Asked on radio if he would prop up Mary Lou McDonald’s party in office, Mr Ryan cheerfully admitted he was prepared to do so.
“I’ve always said that the scale and the urgency of change needed on the environmental side means that we can’t sit back and wait for the ideal partners [in coalition],” he said on RTE’s This Week.
“I believe every party, every political viewpoint, has to be part of this change. So yes, we will work with all parties to make it happen.”
Of course, the Greens have expectations if they are to make Mary Lou Taoiseach and put hardline republican hands on the levers of power. Mr Ryan said: “Sinn Féin also has to change. They have to start taking the environmental agenda seriously and show the ambition and scale of response.” Hands up who finds this all rather hopeful at best and possibly deluded at worst.
His party and Sinn Féin appear to be looking through different ends of their particular telescopes
A cynic might say Sinn Féin’s environmental agenda consists of amalgamating the northern environment with the southern environment. That’s the entirety of their green agenda.
Eamon appears not to have grasped this fact. What is it about “Ourselves Alone” that makes him think they can be persuaded into a wider focus on everyone’s Earth?
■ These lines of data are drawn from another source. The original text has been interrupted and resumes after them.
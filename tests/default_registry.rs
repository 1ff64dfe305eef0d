//! The process-wide default registry and its free-function surface.
//!
//! These tests mutate shared process state, so they run serially.

use std::sync::Arc;

use serial_test::serial;
use wirebox::{injectable, DiError, Registry, TypeKey};

#[derive(Default, Clone, Debug, PartialEq)]
struct Settings {
    region: String,
}
injectable!(Settings {});

trait Mailer: Send + Sync {
    fn from(&self) -> &'static str;
}

#[derive(Default)]
struct SmtpMailer;
injectable!(SmtpMailer {});
impl Mailer for SmtpMailer {
    fn from(&self) -> &'static str {
        "noreply@example.com"
    }
}

#[test]
#[serial]
fn test_free_functions_operate_on_the_default_registry() {
    wirebox::reset();
    wirebox::bind_instance(Settings { region: "eu-1".into() });

    assert!(wirebox::has_rule(TypeKey::of::<Settings>()));
    assert_eq!(wirebox::resolve::<Settings>().unwrap().region, "eu-1");

    wirebox::reset();
    assert!(!wirebox::has_rule(TypeKey::of::<Settings>()));
}

#[test]
#[serial]
fn test_trait_wiring_through_the_default_registry() {
    wirebox::reset();
    wirebox::bind_alias!(dyn Mailer => SmtpMailer);

    let mailer = wirebox::resolve_impl::<dyn Mailer>().unwrap();
    assert_eq!(mailer.from(), "noreply@example.com");

    // The alias installed an auto rule for its target as well.
    assert!(wirebox::has_rule(TypeKey::of::<SmtpMailer>()));
    wirebox::reset();
}

#[test]
#[serial]
fn test_invoke_through_the_default_registry() {
    wirebox::reset();
    wirebox::bind_instance(Settings { region: "us-2".into() });

    let region = wirebox::call(|settings: Arc<Settings>| -> Result<String, DiError> {
        Ok(settings.region.clone())
    })
    .unwrap();
    assert_eq!(region, "us-2");
    wirebox::reset();
}

#[test]
#[serial]
fn test_panicking_wrappers_resolve_or_die() {
    wirebox::reset();
    wirebox::bind_instance(Settings { region: "ap-1".into() });

    // Happy path.
    assert_eq!(wirebox::instance::<Settings>().region, "ap-1");
    wirebox::invoke(|settings: Arc<Settings>| -> Result<(), DiError> {
        assert_eq!(settings.region, "ap-1");
        Ok(())
    });

    // An unbound trait object key has no implicit fallback.
    let outcome = std::panic::catch_unwind(|| wirebox::implementation::<dyn Mailer>());
    assert!(outcome.is_err());
    wirebox::reset();
}

#[test]
#[serial]
fn test_snapshots_survive_a_registry_swap() {
    wirebox::reset();
    let snapshot = wirebox::default_registry();
    snapshot.bind_instance(Settings { region: "old".into() });

    wirebox::set_default_registry(Arc::new(Registry::new()));

    // The old handle still resolves; the new default is empty.
    assert_eq!(snapshot.resolve::<Settings>().unwrap().region, "old");
    assert!(!wirebox::has_rule(TypeKey::of::<Settings>()));
    wirebox::reset();
}

#[test]
#[serial]
fn test_prebuilt_registry_can_be_installed() {
    let staged = Arc::new(Registry::new());
    staged.bind_instance(Settings { region: "staged".into() });

    wirebox::set_default_registry(staged);
    assert_eq!(wirebox::resolve::<Settings>().unwrap().region, "staged");
    wirebox::reset();
}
His party and Sinn Féin appear to be looking through different ends of their particular telescopes.
Eamon opulently eyes the upper atmosphere while Mary Lou’s monitors every blade of grass on the matter of a border poll.
Eamon’s powers of persuasion might have been tried out on his parliamentary party first. None of them were aware he was going to make his dramatic declaration about willingness to bolster Sinn Féin in government.
Sinn Féin had nine of the 10 leading poll-toppers last time out. Their share of the vote has increased to consistent showings of 34pc nationally. The Greens took more than 7pc in 2020. That puts the two parties at 41pc between them.
Leo Varadkar said recently that Fianna Fáil, Fine Gael and the Greens are currently in power because three years ago they had 51pc electoral support between them – a majority. That’s how democracy works. Indeed.
If Sinn Féin peel away the Greens, the traditional parties are in trouble. The people will have spoken and a Sinn Féin administration can take power, whether as a minority government or with the assistance of Independents or the confidence-and-supply of People Before Profit or both.
Perhaps some in his party – like deputy leader Catherine Martin – might prevail on Eamon to modify his thinking. There are, after all, some bread-and-butter issues between border polls and global warming.